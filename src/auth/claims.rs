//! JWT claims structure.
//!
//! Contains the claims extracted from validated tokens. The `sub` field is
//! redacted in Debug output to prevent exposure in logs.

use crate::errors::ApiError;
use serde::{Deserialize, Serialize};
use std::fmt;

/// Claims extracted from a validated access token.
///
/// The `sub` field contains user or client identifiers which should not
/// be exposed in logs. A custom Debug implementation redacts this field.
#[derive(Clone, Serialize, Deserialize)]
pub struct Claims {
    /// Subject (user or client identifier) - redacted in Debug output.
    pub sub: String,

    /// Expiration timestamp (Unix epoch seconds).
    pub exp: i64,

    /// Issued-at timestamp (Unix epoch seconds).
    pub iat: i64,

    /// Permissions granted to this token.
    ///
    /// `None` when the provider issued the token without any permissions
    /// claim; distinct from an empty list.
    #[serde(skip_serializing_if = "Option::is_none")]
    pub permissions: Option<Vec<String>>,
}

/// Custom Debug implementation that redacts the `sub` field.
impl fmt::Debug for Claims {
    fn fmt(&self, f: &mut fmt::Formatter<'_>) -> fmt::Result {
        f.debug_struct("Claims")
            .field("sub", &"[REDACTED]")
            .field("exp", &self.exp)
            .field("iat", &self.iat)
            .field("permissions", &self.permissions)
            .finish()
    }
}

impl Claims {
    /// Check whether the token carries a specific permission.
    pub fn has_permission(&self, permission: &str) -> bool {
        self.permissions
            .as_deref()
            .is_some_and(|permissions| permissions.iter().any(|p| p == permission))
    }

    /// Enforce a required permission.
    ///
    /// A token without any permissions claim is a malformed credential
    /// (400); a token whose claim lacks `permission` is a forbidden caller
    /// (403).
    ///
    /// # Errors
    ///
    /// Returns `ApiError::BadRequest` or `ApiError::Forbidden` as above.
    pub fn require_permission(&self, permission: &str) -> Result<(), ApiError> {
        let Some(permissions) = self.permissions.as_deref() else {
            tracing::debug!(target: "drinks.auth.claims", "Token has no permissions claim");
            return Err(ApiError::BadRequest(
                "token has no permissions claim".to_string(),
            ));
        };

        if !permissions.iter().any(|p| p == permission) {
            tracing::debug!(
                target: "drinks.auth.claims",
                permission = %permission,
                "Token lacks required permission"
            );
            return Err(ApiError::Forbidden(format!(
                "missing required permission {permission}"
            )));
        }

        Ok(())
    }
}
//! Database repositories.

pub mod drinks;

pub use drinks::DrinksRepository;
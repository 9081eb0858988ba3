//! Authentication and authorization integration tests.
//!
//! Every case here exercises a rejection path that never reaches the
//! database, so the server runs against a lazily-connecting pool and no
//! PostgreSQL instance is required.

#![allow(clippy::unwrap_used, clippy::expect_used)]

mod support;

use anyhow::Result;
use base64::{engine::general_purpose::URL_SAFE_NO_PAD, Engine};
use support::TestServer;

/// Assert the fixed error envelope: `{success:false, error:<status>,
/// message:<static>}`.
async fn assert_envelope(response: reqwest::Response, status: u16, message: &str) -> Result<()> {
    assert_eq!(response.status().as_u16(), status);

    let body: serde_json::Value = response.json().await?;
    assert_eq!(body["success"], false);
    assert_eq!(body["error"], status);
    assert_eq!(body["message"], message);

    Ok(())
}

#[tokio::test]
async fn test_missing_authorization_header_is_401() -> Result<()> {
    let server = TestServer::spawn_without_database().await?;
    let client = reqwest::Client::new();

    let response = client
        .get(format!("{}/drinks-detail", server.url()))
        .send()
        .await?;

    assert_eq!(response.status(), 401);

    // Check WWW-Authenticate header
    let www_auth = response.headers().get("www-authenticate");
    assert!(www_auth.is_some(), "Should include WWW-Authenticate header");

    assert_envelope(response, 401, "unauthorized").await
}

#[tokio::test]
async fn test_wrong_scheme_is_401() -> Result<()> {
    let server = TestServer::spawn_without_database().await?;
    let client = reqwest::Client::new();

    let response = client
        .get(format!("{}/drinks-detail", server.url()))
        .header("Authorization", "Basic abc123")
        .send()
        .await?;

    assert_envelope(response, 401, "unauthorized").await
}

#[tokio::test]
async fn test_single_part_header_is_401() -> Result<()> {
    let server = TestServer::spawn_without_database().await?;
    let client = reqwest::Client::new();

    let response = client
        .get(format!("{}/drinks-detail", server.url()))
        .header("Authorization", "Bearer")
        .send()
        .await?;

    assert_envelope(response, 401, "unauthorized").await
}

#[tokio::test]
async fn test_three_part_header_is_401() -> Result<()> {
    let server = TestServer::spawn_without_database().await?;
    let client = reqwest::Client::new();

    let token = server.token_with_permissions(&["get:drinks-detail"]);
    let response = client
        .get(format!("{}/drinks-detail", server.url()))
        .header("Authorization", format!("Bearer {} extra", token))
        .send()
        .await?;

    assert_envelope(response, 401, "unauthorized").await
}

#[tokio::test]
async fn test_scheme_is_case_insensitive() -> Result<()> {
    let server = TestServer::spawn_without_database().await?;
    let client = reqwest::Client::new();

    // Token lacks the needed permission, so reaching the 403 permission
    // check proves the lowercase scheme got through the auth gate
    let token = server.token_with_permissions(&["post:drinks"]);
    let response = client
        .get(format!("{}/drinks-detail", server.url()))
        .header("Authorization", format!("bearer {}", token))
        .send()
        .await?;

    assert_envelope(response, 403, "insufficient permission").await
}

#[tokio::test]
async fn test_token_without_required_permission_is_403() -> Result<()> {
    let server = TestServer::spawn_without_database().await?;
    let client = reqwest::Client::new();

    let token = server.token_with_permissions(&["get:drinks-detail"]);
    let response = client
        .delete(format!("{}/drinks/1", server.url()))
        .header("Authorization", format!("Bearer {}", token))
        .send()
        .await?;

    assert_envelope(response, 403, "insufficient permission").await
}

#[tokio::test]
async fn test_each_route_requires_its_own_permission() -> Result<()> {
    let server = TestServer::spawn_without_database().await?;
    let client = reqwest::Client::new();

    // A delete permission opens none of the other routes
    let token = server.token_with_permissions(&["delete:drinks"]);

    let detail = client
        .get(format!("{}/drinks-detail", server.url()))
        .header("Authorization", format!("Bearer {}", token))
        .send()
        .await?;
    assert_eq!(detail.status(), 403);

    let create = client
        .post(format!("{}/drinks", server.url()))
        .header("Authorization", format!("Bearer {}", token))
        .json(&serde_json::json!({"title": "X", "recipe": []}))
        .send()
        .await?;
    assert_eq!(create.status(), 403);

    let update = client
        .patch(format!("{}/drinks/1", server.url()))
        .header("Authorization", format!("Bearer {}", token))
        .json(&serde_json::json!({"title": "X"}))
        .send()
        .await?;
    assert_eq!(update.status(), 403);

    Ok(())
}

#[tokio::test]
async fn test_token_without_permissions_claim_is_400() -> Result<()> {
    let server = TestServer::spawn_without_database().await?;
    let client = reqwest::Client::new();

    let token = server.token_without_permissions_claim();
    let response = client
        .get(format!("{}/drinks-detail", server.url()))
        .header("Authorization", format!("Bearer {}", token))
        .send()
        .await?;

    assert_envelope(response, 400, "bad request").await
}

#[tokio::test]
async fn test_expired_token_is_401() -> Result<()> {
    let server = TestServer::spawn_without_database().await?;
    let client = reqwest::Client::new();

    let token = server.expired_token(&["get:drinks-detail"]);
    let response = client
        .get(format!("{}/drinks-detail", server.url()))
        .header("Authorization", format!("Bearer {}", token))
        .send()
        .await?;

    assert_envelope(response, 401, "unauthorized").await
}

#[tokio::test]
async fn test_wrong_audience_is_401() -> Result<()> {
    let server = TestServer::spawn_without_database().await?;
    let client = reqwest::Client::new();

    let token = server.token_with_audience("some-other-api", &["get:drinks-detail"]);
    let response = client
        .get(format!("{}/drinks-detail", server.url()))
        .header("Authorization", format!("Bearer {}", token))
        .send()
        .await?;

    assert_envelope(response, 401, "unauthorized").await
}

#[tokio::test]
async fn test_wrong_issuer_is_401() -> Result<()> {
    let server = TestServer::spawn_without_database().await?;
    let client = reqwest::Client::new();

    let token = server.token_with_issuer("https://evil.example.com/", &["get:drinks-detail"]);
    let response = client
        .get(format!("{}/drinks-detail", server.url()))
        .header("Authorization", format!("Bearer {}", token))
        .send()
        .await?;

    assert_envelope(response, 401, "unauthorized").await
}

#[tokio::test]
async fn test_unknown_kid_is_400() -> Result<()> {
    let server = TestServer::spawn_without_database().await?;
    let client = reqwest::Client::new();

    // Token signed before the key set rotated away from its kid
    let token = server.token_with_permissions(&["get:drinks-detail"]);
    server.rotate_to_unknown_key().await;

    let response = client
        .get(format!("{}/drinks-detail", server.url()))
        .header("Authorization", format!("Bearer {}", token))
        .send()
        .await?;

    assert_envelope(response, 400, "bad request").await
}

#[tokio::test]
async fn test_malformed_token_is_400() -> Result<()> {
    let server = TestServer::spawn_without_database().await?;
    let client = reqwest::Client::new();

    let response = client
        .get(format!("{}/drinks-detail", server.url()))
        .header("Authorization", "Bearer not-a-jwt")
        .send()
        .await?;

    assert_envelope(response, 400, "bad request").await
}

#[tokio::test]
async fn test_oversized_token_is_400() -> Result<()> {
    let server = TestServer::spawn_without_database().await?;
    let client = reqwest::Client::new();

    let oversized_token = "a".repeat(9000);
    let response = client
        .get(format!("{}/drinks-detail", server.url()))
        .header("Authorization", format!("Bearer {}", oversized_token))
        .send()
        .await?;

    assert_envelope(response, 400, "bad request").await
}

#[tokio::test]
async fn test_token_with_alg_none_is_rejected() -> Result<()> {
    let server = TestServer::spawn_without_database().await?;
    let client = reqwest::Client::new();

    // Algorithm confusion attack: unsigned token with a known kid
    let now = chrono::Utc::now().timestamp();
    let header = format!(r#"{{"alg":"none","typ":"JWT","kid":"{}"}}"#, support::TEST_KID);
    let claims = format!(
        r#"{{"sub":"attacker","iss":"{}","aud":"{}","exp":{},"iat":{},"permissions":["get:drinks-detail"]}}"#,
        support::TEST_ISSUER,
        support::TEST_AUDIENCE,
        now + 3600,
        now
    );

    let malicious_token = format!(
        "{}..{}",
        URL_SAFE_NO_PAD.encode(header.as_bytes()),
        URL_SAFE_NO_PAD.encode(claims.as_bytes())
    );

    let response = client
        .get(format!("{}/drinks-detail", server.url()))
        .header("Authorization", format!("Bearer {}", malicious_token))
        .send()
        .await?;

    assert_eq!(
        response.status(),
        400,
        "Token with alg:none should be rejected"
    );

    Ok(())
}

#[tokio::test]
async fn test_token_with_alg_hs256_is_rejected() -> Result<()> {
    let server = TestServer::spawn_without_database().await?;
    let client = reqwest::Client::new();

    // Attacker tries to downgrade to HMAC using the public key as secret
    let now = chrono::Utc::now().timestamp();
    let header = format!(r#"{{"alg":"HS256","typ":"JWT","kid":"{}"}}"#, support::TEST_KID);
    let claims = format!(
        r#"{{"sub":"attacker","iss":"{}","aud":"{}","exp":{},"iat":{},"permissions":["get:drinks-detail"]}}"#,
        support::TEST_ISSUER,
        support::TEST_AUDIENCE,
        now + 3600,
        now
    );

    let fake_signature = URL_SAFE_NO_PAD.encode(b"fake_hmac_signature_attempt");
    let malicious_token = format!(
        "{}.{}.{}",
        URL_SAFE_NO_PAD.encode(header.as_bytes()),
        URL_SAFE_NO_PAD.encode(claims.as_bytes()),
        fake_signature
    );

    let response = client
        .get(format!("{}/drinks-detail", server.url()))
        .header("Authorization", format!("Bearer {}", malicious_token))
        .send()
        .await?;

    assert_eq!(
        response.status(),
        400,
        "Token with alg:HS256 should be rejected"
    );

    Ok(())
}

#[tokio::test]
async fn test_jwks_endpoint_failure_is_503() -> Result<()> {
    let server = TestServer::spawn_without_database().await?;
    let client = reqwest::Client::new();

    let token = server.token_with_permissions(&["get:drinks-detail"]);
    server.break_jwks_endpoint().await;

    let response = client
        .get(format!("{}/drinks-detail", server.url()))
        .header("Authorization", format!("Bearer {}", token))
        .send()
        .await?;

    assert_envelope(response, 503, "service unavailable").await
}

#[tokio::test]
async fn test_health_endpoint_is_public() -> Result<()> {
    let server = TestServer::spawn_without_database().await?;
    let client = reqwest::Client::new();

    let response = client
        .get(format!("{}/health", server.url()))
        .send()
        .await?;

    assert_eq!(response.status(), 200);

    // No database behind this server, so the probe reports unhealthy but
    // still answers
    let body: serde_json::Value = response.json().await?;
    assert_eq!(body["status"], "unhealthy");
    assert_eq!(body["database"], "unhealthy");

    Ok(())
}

_What you are asked to do_.
Taking the entries above, write out exactly the lines starting with the line containing "let Some(permissions) = self.permissions.as_deref()" and going on through the line containing "pub use drinks::DrinksRepository;", both included, and nothing else.

_Written solution_.
        let Some(permissions) = self.permissions.as_deref() else {
            tracing::debug!(target: "drinks.auth.claims", "Token has no permissions claim");
            return Err(ApiError::BadRequest(
                "token has no permissions claim".to_string(),
            ));
        };

        if !permissions.iter().any(|p| p == permission) {
            tracing::debug!(
                target: "drinks.auth.claims",
                permission = %permission,
                "Token lacks required permission"
            );
            return Err(ApiError::Forbidden(format!(
                "missing required permission {permission}"
            )));
        }

        Ok(())
    }
}
//! Database repositories.

pub mod drinks;

pub use drinks::DrinksRepository;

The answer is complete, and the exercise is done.